By Jude Soto
In New York City, the United of Federation of Teachers (UFT) has another fight on its hands. On January 10, a judge denied the United Federation of Teachers request to block the release of Teacher Data Reports under the Freedom of Information Act. The union’s response has been expected, appeal the ruling and keep the legal challenge going. This is a short sighted strategy however, and if the union really wants to prevent the reputation of teachers from being sullied it must change its tactics and adopt of more teacher-centered and less lawyer-centered approach.
First, the union should end all legal challenges to the release of the reports. As the lawsuit drags on, many New Yorkers are beginning to see the actions as work of a core group of out of touch misanthropes that are attempting to use America’s notoriously Byzantine courts as a way to short change America’s children.
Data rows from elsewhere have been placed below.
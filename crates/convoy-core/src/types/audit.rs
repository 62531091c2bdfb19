//! Audit entries. Append-only: once written, no field ever changes.

use chrono::{DateTime, Utc};
use serde::{Deserialize, Serialize};

use super::ids::{RunId, ServiceId};

/// Orchestration sub-operation an entry describes.
#[derive(Debug, Clone, Copy, PartialEq, Eq, Hash, Serialize, Deserialize)]
#[serde(rename_all = "snake_case")]
pub enum AuditOperation {
    Plan,
    Run,
    Lock,
    Backup,
    Apply,
    Rollback,
    Verify,
    Restore,
    Prune,
}

impl AuditOperation {
    pub fn as_str(&self) -> &'static str {
        match self {
            Self::Plan => "plan",
            Self::Run => "run",
            Self::Lock => "lock",
            Self::Backup => "backup",
            Self::Apply => "apply",
            Self::Rollback => "rollback",
            Self::Verify => "verify",
            Self::Restore => "restore",
            Self::Prune => "prune",
        }
    }

    pub fn parse(s: &str) -> Option<Self> {
        Some(match s {
            "plan" => Self::Plan,
            "run" => Self::Run,
            "lock" => Self::Lock,
            "backup" => Self::Backup,
            "apply" => Self::Apply,
            "rollback" => Self::Rollback,
            "verify" => Self::Verify,
            "restore" => Self::Restore,
            "prune" => Self::Prune,
            _ => return None,
        })
    }

    /// Operations that change a service database.
    pub fn is_mutating(&self) -> bool {
        matches!(self, Self::Apply | Self::Rollback | Self::Restore)
    }
}

/// How the sub-operation ended.
#[derive(Debug, Clone, Copy, PartialEq, Eq, Hash, Serialize, Deserialize)]
#[serde(rename_all = "snake_case")]
pub enum AuditOutcome {
    Started,
    Ok,
    Noop,
    Failed,
    Held,
    Acquired,
    Reclaimed,
    Released,
    Forced,
    Blocked,
    Mismatch,
    Unavailable,
    Cancelled,
}

impl AuditOutcome {
    pub fn as_str(&self) -> &'static str {
        match self {
            Self::Started => "started",
            Self::Ok => "ok",
            Self::Noop => "noop",
            Self::Failed => "failed",
            Self::Held => "held",
            Self::Acquired => "acquired",
            Self::Reclaimed => "reclaimed",
            Self::Released => "released",
            Self::Forced => "forced",
            Self::Blocked => "blocked",
            Self::Mismatch => "mismatch",
            Self::Unavailable => "unavailable",
            Self::Cancelled => "cancelled",
        }
    }

    pub fn parse(s: &str) -> Option<Self> {
        Some(match s {
            "started" => Self::Started,
            "ok" => Self::Ok,
            "noop" => Self::Noop,
            "failed" => Self::Failed,
            "held" => Self::Held,
            "acquired" => Self::Acquired,
            "reclaimed" => Self::Reclaimed,
            "released" => Self::Released,
            "forced" => Self::Forced,
            "blocked" => Self::Blocked,
            "mismatch" => Self::Mismatch,
            "unavailable" => Self::Unavailable,
            "cancelled" => Self::Cancelled,
            _ => return None,
        })
    }
}

/// An entry as stored, with its sequence number.
#[derive(Debug, Clone, PartialEq, Eq, Serialize, Deserialize)]
pub struct AuditEntry {
    pub sequence_no: i64,
    pub timestamp: DateTime<Utc>,
    pub actor: String,
    pub run_id: Option<RunId>,
    pub service_id: Option<ServiceId>,
    pub operation: AuditOperation,
    pub outcome: AuditOutcome,
    pub detail: String,
}

impl AuditEntry {
    /// Short label such as `apply:ok`, used in summaries and tests.
    pub fn label(&self) -> String {
        format!("{}:{}", self.operation.as_str(), self.outcome.as_str())
    }
}

/// An entry about to be appended. Sequence number and timestamp are assigned
/// by the log.
#[derive(Debug, Clone, PartialEq, Eq)]
pub struct NewAuditEntry {
    pub actor: String,
    pub run_id: Option<RunId>,
    pub service_id: Option<ServiceId>,
    pub operation: AuditOperation,
    pub outcome: AuditOutcome,
    pub detail: String,
}

impl NewAuditEntry {
    pub fn new(actor: impl Into<String>, operation: AuditOperation, outcome: AuditOutcome) -> Self {
        Self {
            actor: actor.into(),
            run_id: None,
            service_id: None,
            operation,
            outcome,
            detail: String::new(),
        }
    }

    pub fn run(mut self, run_id: &RunId) -> Self {
        self.run_id = Some(run_id.clone());
        self
    }

    pub fn service(mut self, service_id: &ServiceId) -> Self {
        self.service_id = Some(service_id.clone());
        self
    }

    pub fn detail(mut self, detail: impl Into<String>) -> Self {
        self.detail = detail.into();
        self
    }
}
The fact is, in all likelihood the union will lose the appeal, and the reports will be released anyway.
Second, with money saved from ending all legal challenges, a publicity campaign must be undertaken. A strategic and carefully crafted media blitz would raise awareness of the fact that parents and teachers have much in common, in terms of hopes for their children. For example, parents and teachers both desire smaller class size, increased funding for schools, more resources inside of the classroom and less money wasted on outside contractors.
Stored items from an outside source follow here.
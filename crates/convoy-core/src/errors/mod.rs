//! Error taxonomy. One enum per subsystem, folded into `OrchestratorError`.

mod adapter_error;
mod audit_error;
mod backup_error;
mod config_error;
pub mod error_code;
mod lock_error;
mod orchestrator_error;

pub use adapter_error::{AdapterError, AdapterResult, RollbackCause};
pub use audit_error::{AuditError, AuditResult};
pub use backup_error::{BackupError, BackupResult};
pub use config_error::ConfigError;
pub use lock_error::{LockError, LockResult};
pub use orchestrator_error::{OrchestratorError, OrchestratorResult};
Finally, the union itself must make a greater move to mobilize its members. Instead of simply sending us a drab magazine once a year, the union must make an effort to keep teachers abreast of ways to make themselves, and the common goals they share with parents, heard to others. Teachers should be encouraged to write letters to congressmen, mail comments to newspapers, or comment on blogs. I am a regular contributor for LatinoPoliticsBlog.com, but my union had nothing to do with me writing these articles. All my union has done for mobilization has been to send me a graying newspaper once a week with the latest school our leader has visited.
Simple steps centering on the needs of parents and teachers must be taken in order to prevent our union from being seen as a reactive group of fools opposed to any sort of progress. By ending a legal challenge that is doomed to failure, a more assertive union can aggressively challenge the natural advantage – money and the bully pulpit – enjoyed by the anti-teacher Mayor Bloomberg and public schools chancellor Cathie Black.
Jude Soto has been a teacher in a low-income public high school in New York City since 2004. A native New Yorker, Soto has an M.A. in history fromBrooklyn College. Outside of the academic world, his pursuits include traveling, weightlifting, and long distance running.